Kunstbeleid zou naast het invullen het vergroten van het kunstzinnig vermogen en de kunstzinnige ruimte tot doel kunnen hebben. In de grotere steden behelst dit onder andere het bieden van tegenwicht aan de dominante commerciële fucntie en de neiging tot overoptimalisatie van een gebied.
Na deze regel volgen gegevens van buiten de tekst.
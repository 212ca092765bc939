// NTFS on-disk format support
// Read-only: everything needed to enumerate file records from the raw MFT

pub mod boot;
pub mod data_runs;
pub mod record;
pub mod stage;

#[cfg(target_os = "windows")]
pub mod walker;

pub use boot::BootSector;
pub use data_runs::{DataRunIter, Extent};
pub use record::{apply_fixup, parse_file_record, MftGeometry, ParsedRecord, RecordName};
pub use stage::Staging;
// Indexing and search engine
// Walkers fill the index, the codec persists it, the search worker queries it

pub mod codec;
pub mod ntfs;
pub mod search;
pub mod service;
pub mod sort;
pub mod walk;
pub mod worker;

#[cfg(target_os = "windows")]
pub mod volume;

pub use search::{Query, SearchResults};
pub use service::{BuildState, Engine, EngineConfig, WalkMode};
pub use sort::SortKind;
Valkuil 5: Overgevoeligheid voor hypes en trends

De verleiding tot het omarmen van externe hypes en trends is groot, temeer daar het moeilijk is om het wezen van kunst en cultuur vast te pakken. Er is natuurlijk niets mis om een open oog te hebben voor actuele en externe ontwikkelingen. Het leidt tot doelen als cultureel ondernemerschap, inclusiviteit, diversiteit, participatie, wijkgericht werken, interdisciplinair, ecosysteem, ketensamenwerking en nog veel meer. Een lange lijst van termen, die slechts beleidsdiarree zijn wanneer er geen groter idee aan ten grondslag ligt. Dat is niet zomaar kopiëren wat er elders gebeurt. Als dansers graag optreden op live muziek dan weten ze echt wel een orkest of een band te vinden. De vraag is of beleid hier echt een fucntie heeft. Verschillende disciplines worden bij elkaar gebracht in een organisatie, terwijl ze elkaar inhoudelijk niets te bieden hebben. Beleidsmatig alle cultuur onder een organisatorische paraplu, beleidsmatig en ambtelijk logisch. Keramiek en modern jazz in één gebouw, waar ze slechts de kapstok delen.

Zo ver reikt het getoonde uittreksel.